# [WHAT THE EXERCISE ASKS]
All lines with the word "RaffleQuery" in the material below are required.

──────── DATA RECORDS ────────

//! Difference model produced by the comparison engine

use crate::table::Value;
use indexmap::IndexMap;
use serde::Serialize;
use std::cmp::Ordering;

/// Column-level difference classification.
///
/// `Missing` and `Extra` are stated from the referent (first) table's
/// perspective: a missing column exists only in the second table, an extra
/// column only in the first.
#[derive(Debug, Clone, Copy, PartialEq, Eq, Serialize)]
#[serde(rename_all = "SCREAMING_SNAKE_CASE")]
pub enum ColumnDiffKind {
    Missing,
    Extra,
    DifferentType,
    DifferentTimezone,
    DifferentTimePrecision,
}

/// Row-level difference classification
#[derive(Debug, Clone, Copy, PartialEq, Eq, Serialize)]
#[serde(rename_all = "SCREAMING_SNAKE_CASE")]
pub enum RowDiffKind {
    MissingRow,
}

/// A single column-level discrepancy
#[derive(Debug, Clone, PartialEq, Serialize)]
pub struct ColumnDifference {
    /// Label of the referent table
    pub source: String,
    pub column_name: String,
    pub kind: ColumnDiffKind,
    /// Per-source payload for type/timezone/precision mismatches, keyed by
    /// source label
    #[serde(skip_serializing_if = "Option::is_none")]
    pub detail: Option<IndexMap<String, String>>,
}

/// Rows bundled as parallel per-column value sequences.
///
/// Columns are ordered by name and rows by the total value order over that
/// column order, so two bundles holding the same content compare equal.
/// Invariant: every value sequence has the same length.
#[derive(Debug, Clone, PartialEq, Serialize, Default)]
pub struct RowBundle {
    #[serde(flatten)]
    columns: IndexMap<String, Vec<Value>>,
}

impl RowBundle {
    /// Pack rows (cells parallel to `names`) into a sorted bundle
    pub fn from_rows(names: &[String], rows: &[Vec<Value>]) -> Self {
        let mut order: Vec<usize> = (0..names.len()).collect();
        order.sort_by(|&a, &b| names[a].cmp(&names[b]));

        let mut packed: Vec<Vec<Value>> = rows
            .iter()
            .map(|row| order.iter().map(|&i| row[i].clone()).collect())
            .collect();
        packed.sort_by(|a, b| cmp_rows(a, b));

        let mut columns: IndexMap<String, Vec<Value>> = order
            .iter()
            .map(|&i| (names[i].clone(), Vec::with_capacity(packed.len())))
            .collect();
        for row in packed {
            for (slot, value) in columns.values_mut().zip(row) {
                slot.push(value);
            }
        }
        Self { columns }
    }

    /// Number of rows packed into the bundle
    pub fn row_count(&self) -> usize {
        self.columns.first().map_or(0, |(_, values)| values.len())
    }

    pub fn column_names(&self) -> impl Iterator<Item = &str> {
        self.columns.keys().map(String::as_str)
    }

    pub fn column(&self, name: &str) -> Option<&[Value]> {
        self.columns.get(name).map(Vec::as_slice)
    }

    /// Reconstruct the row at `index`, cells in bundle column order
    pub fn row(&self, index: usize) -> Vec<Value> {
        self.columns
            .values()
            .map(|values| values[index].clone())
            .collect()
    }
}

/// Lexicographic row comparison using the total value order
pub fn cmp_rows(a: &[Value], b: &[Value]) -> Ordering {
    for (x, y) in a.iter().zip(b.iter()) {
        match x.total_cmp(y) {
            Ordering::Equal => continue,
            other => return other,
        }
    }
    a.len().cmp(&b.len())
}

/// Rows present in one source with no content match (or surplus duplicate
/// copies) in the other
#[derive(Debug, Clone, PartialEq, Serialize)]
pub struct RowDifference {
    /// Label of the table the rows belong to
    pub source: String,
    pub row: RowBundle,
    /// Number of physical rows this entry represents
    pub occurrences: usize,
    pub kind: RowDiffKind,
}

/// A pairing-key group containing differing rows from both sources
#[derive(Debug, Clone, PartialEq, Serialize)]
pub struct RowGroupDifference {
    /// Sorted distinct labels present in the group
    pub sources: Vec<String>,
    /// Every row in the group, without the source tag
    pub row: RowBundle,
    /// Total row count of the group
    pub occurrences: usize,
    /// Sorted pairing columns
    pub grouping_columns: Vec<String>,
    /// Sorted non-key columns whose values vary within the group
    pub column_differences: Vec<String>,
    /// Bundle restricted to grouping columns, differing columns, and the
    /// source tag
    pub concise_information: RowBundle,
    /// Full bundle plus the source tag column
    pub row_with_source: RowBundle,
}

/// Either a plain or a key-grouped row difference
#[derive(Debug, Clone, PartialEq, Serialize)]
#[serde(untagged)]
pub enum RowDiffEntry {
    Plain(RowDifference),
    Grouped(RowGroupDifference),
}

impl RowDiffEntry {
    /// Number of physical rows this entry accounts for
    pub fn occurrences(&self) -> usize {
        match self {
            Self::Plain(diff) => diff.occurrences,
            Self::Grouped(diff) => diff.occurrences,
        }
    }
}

────────
──────── DATA RECORDS ────────

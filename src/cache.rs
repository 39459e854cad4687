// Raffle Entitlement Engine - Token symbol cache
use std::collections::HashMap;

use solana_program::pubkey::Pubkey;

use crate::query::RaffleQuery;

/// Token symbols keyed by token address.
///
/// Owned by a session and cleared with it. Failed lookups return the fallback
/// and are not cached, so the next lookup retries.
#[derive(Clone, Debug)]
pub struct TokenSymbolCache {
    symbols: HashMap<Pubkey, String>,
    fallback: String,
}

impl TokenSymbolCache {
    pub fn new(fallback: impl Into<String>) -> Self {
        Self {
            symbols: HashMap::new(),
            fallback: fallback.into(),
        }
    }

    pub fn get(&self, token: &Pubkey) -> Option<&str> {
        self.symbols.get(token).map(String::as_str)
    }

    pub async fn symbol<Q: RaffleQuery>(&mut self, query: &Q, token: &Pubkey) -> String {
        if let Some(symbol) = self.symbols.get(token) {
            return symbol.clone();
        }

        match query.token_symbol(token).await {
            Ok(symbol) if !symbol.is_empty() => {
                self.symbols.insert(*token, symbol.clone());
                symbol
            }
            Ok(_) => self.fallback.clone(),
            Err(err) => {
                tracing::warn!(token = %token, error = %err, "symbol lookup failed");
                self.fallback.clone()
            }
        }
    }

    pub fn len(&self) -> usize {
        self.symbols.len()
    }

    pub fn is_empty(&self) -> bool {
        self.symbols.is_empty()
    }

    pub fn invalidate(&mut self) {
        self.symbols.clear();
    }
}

────────

# [WRITTEN REPLY]
use crate::query::RaffleQuery;
    pub async fn symbol<Q: RaffleQuery>(&mut self, query: &Q, token: &Pubkey) -> String {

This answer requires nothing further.